Seven new believers were baptized from El Salvador, Colombia and the U.S., and two others joined by letter.
“That’s pretty typical for us,” he said. In the last 20 months, the church has baptized 74 new believers from 20 nations.
But the church doesn’t embrace the traditional “melting pot” image of America. Instead, Hearn seeks to accommodate each individual who joins the church.
There is no dominant culture, including Anglo, he said.
“We’re so incredibly unique,” Hearn said. “Most people when they come here, they say, ‘We’ve never seen anything like this.’ For some, it’s intimidating, to think how do you disciple people that come from such a variety of different backgrounds.”

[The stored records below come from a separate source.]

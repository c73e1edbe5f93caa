//! Append-only conversation events, read markers and unread counts.

use serde_json::json;
use tracing::{debug, info};

use huddle_shared::constants::{EVENT_PAGE_SIZE, MAX_MESSAGE_CHARS};
use huddle_shared::protocol::notice;
use huddle_shared::types::EventKind;
use huddle_shared::{ConversationId, EventId, UserId};
use huddle_store::{ChatEvent, Database, StoreError, UnreadCount};

use crate::broadcast::Broadcaster;
use crate::error::ChatError;
use crate::store::Store;

#[derive(Clone)]
pub struct EventLedger {
    store: Store,
    broadcaster: Broadcaster,
}

impl EventLedger {
    pub fn new(store: Store, broadcaster: Broadcaster) -> Self {
        Self { store, broadcaster }
    }

    /// Persist a MESSAGE from `owner_id`, already read by its owner.
    ///
    /// The event is not announced; call [`announce`](Self::announce) once the
    /// sender has been answered.
    pub async fn create_message(
        &self,
        owner_id: &UserId,
        conversation_id: &ConversationId,
        text: &str,
    ) -> Result<ChatEvent, ChatError> {
        if text.trim().is_empty() {
            return Err(ChatError::Validation("message text is empty".into()));
        }
        if text.chars().count() > MAX_MESSAGE_CHARS {
            return Err(ChatError::Validation(format!(
                "message text exceeds {MAX_MESSAGE_CHARS} characters"
            )));
        }

        self.append(
            EventKind::Message,
            owner_id,
            conversation_id,
            Some(text.to_string()),
        )
        .await
    }

    pub async fn create_join(
        &self,
        owner_id: &UserId,
        conversation_id: &ConversationId,
    ) -> Result<ChatEvent, ChatError> {
        self.append(EventKind::Join, owner_id, conversation_id, None).await
    }

    /// Append the owner's LEAVE and drop them from the participant set in
    /// the same write.
    pub async fn create_leave(
        &self,
        owner_id: &UserId,
        conversation_id: &ConversationId,
    ) -> Result<ChatEvent, ChatError> {
        self.append_with(
            EventKind::Leave,
            owner_id,
            conversation_id,
            None,
            Database::insert_leave_and_remove,
        )
        .await
    }

    async fn append(
        &self,
        kind: EventKind,
        owner_id: &UserId,
        conversation_id: &ConversationId,
        text: Option<String>,
    ) -> Result<ChatEvent, ChatError> {
        self.append_with(
            kind,
            owner_id,
            conversation_id,
            text,
            Database::insert_event_if_participant,
        )
        .await
    }

    async fn append_with(
        &self,
        kind: EventKind,
        owner_id: &UserId,
        conversation_id: &ConversationId,
        text: Option<String>,
        insert: fn(&Database, &ChatEvent) -> huddle_store::Result<bool>,
    ) -> Result<ChatEvent, ChatError> {
        let event = draft(kind, owner_id, conversation_id, text);

        let candidate = event.clone();
        let (exists, inserted) = self
            .store
            .call(move |db| {
                if !db.conversation_exists(&candidate.conversation_id)? {
                    return Ok((false, false));
                }
                Ok((true, insert(db, &candidate)?))
            })
            .await?;

        if !exists {
            return Err(ChatError::conversation_not_found());
        }
        if !inserted {
            return Err(ChatError::not_participant());
        }

        info!(
            event = %event.id,
            kind = event.kind.as_str(),
            owner = %owner_id,
            conversation = %conversation_id,
            "Event appended"
        );
        Ok(event)
    }

    /// Push `events:created` to every current participant, the owner's
    /// devices included.
    pub async fn announce(&self, event: &ChatEvent) -> usize {
        self.broadcaster
            .notify_conversation(
                &event.conversation_id,
                notice::EVENT_CREATED,
                json!({ "event": event }),
                &[],
            )
            .await
    }

    /// A page of events, newest first. `viewer` must be a current
    /// participant, so history is closed to anyone who has left.
    pub async fn fetch(
        &self,
        viewer: &UserId,
        conversation_id: &ConversationId,
        skip: u32,
        limit: Option<u32>,
    ) -> Result<Vec<ChatEvent>, ChatError> {
        require_participant(&self.store, conversation_id, viewer).await?;

        let conv = conversation_id.clone();
        let limit = limit.unwrap_or(EVENT_PAGE_SIZE);
        self.store
            .call(move |db| db.fetch_events(&conv, limit, skip))
            .await
    }

    /// Mark one event, or every event in the conversation, read by `user_id`,
    /// then tell the other participants.
    pub async fn mark_read(
        &self,
        user_id: &UserId,
        conversation_id: &ConversationId,
        event_id: Option<EventId>,
    ) -> Result<usize, ChatError> {
        require_participant(&self.store, conversation_id, user_id).await?;

        let conv = conversation_id.clone();
        let user = user_id.clone();
        let marked = self
            .store
            .call(move |db| match event_id {
                Some(id) => db.mark_event_read(&conv, &id, &user).map(usize::from),
                None => db.mark_conversation_read(&conv, &user),
            })
            .await
            .map_err(|e| match (e, event_id) {
                (ChatError::NotFound(_), Some(_)) => ChatError::NotFound("event".into()),
                (other, _) => other,
            })?;

        debug!(
            user = %user_id,
            conversation = %conversation_id,
            marked,
            "Marked read"
        );

        let mut payload = json!({
            "conversationId": conversation_id,
            "userId": user_id,
        });
        if let Some(id) = event_id {
            payload["eventId"] = json!(id);
        }
        self.broadcaster
            .notify_conversation(
                conversation_id,
                notice::EVENT_READ,
                payload,
                std::slice::from_ref(user_id),
            )
            .await;

        Ok(marked)
    }

    /// Unread counts over the conversations `user_id` currently belongs to,
    /// with their sum.
    pub async fn unread_stats(&self, user_id: &UserId) -> Result<(Vec<UnreadCount>, u64), ChatError> {
        let user = user_id.clone();
        let counts = self.store.call(move |db| db.unread_counts(&user)).await?;
        let total = counts.iter().map(|c| c.unread_count).sum();
        Ok((counts, total))
    }
}

/// A new event, already read by its owner.
pub(crate) fn draft(
    kind: EventKind,
    owner_id: &UserId,
    conversation_id: &ConversationId,
    text: Option<String>,
) -> ChatEvent {
    let mut event = ChatEvent::new(kind, owner_id.clone(), conversation_id.clone(), text);
    event.read_by.push(owner_id.clone());
    event
}

/// Fail with `NotFound` for an unknown conversation and `Authorization`
/// when `user_id` is not currently in it.
pub(crate) async fn require_participant(
    store: &Store,
    conversation_id: &ConversationId,
    user_id: &UserId,
) -> Result<(), ChatError> {
    let conv = conversation_id.clone();
    let user = user_id.clone();
    let (exists, member) = store
        .call(move |db| {
            if !db.conversation_exists(&conv)? {
                return Ok::<_, StoreError>((false, false));
            }
            Ok((true, db.is_participant(&conv, &user)?))
        })
        .await?;

    match (exists, member) {
        (false, _) => Err(ChatError::conversation_not_found()),
        (true, false) => Err(ChatError::not_participant()),
        (true, true) => Ok(()),
    }
}

#[cfg(test)]
mod tests {
    use super::*;
    use crate::registry::ConnectionHandle;
    use crate::test_support::{drain, seed_conversation, TestApp};
    use huddle_shared::protocol::ServerFrame;

    #[tokio::test]
    async fn test_message_is_self_read_and_counted_for_others() {
        let app = TestApp::new();
        let conv = seed_conversation(&app.state.store, "alice", &["alice", "bob"]).await;
        let ledger = &app.state.ledger;

        let event = ledger
            .create_message(&UserId::from("alice"), &conv, "hi")
            .await
            .unwrap();
        assert_eq!(event.read_by, vec![UserId::from("alice")]);

        let (bob_counts, total) = ledger.unread_stats(&UserId::from("bob")).await.unwrap();
        assert_eq!(bob_counts.len(), 1);
        assert_eq!(total, 1);
        let (_, alice_total) = ledger.unread_stats(&UserId::from("alice")).await.unwrap();
        assert_eq!(alice_total, 0);
    }

    #[tokio::test]
    async fn test_blank_message_is_rejected() {
        let app = TestApp::new();
        let conv = seed_conversation(&app.state.store, "alice", &["alice"]).await;
        let err = app
            .state
            .ledger
            .create_message(&UserId::from("alice"), &conv, "   \n")
            .await
            .unwrap_err();
        assert!(matches!(err, ChatError::Validation(_)));
    }

    #[tokio::test]
    async fn test_unknown_conversation_and_outsider() {
        let app = TestApp::new();
        let conv = seed_conversation(&app.state.store, "alice", &["alice"]).await;
        let ledger = &app.state.ledger;

        let missing = ledger
            .create_message(&UserId::from("alice"), &ConversationId::generate(), "hi")
            .await
            .unwrap_err();
        assert!(matches!(missing, ChatError::NotFound(_)));

        let outsider = ledger
            .create_message(&UserId::from("mallory"), &conv, "hi")
            .await
            .unwrap_err();
        assert!(matches!(outsider, ChatError::Authorization(_)));
        assert!(ledger
            .fetch(&UserId::from("alice"), &conv, 0, None)
            .await
            .unwrap()
            .is_empty());
    }

    #[tokio::test]
    async fn test_mark_read_is_idempotent_and_notifies_others() {
        let app = TestApp::new();
        let conv = seed_conversation(&app.state.store, "alice", &["alice", "bob"]).await;
        let ledger = &app.state.ledger;
        let alice = UserId::from("alice");
        let bob = UserId::from("bob");

        let (alice_conn, mut alice_rx) = ConnectionHandle::channel(8);
        let (bob_conn, mut bob_rx) = ConnectionHandle::channel(8);
        app.state.registry.add_connection(&alice, alice_conn).await.unwrap();
        app.state.registry.add_connection(&bob, bob_conn).await.unwrap();

        let event = ledger.create_message(&alice, &conv, "hi").await.unwrap();

        assert_eq!(ledger.mark_read(&bob, &conv, Some(event.id)).await.unwrap(), 1);
        assert_eq!(ledger.mark_read(&bob, &conv, Some(event.id)).await.unwrap(), 0);
        assert_eq!(ledger.mark_read(&bob, &conv, None).await.unwrap(), 0);
        assert_eq!(ledger.unread_stats(&bob).await.unwrap().1, 0);

        let pushes = drain(&mut alice_rx);
        assert_eq!(pushes.len(), 3);
        match &pushes[0] {
            ServerFrame::Push { event: name, data } => {
                assert_eq!(name, notice::EVENT_READ);
                assert_eq!(data["userId"], "bob");
                assert_eq!(data["eventId"], json!(event.id));
            }
            other => panic!("unexpected frame {other:?}"),
        }
        assert!(drain(&mut bob_rx).is_empty());
    }

    #[tokio::test]
    async fn test_mark_read_unknown_event() {
        let app = TestApp::new();
        let conv = seed_conversation(&app.state.store, "alice", &["alice"]).await;
        let err = app
            .state
            .ledger
            .mark_read(&UserId::from("alice"), &conv, Some(EventId::new()))
            .await
            .unwrap_err();
        assert!(matches!(err, ChatError::NotFound(what) if what == "event"));
    }

    #[tokio::test]
    async fn test_fetch_pages_newest_first() {
        let app = TestApp::new();
        let conv = seed_conversation(&app.state.store, "alice", &["alice"]).await;
        let ledger = &app.state.ledger;
        let alice = UserId::from("alice");
        for i in 0..25 {
            ledger
                .create_message(&alice, &conv, &format!("m{i}"))
                .await
                .unwrap();
        }

        let first = ledger.fetch(&alice, &conv, 0, None).await.unwrap();
        assert_eq!(first.len(), 20);
        assert_eq!(first[0].text.as_deref(), Some("m24"));

        let second = ledger.fetch(&alice, &conv, 20, None).await.unwrap();
        assert_eq!(second.len(), 5);
        assert_eq!(second[4].text.as_deref(), Some("m0"));

        let outsider = ledger
            .fetch(&UserId::from("mallory"), &conv, 0, None)
            .await
            .unwrap_err();
        assert!(matches!(outsider, ChatError::Authorization(_)));
    }
}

Increasingly since 2017, most new members are born outside the U.S. In 2023, 80% were born outside the U.S., Hearn said, and on a typical Sunday, 80% of visitors are foreign-born.
The church’s multiculturalism is seen not just in the pews, but in the offices and on the church calendar.
Hearn heads a nine-member leadership team including a global/worship pastor from Indonesia, an African American community/discipleship pastor, a director of children’s and preschool ministries from South Korea, a One Voice Ministry director from South Korea, a family ministry coordinator and student ministry associate born in Jamaica, and three Anglos employed in the positions of student and family pastor, director of operations and weekday preschool administrator.
Holidays important to several cultures are on the church calendar and serve as evangelistic outreaches, with a recent Persian New Year drawing 50 Muslims to gospel worship, Hearn said.
On the calendar are Three Kings Day, a Spanish celebration of Christmas; the Lunar New Year Celebration for Asian countries; African Celebration Sunday; Island Sunday; July 4th combined with a celebration of every member who became a U.S. citizen the previous year; Indian Independence Day; Spanish Heritage Month; and a tailgate party celebrating high school football teams.
“By adopting culture, we’ve been able to share Christ and the Christian culture,” he said, “and it’s been a tremendous blessing.”
An international Thanksgiving service with a meal on Thanksgiving Day generally attracts more than 200 attendees from 20 different birth nations.
“A lot of them, it’s their first holiday away from family or away from home, and to have a place to go, and a place to connect and a place to belong,” he said. “And it’s been embraced by our congregation because it’s become a real ministry, a community ministry.”
When the meal was held in the church parking lot during COVID, curious passersby stopped to participate, Hearn said, and there was plenty of food.
Perhaps Hearn has never felt so blessed in his 43 years of ministry as he feels at First Duluth, he told Baptist Press.
“It is so neat to watch the gospel being presented, oftentimes for the very first time, in people’s homes and seeing the miracles that are taking place with those gospel transformation stories,” he said. “I could tell you dozens and dozens of them, where someone comes under the hearing of the gospel for the very first time and the life transformation that takes place.
“We feel very fortunate, my wife and I. We love this area. We love this community.”
(EDITOR’S NOTE — Diana Chandler is Baptist Press’ senior writer.)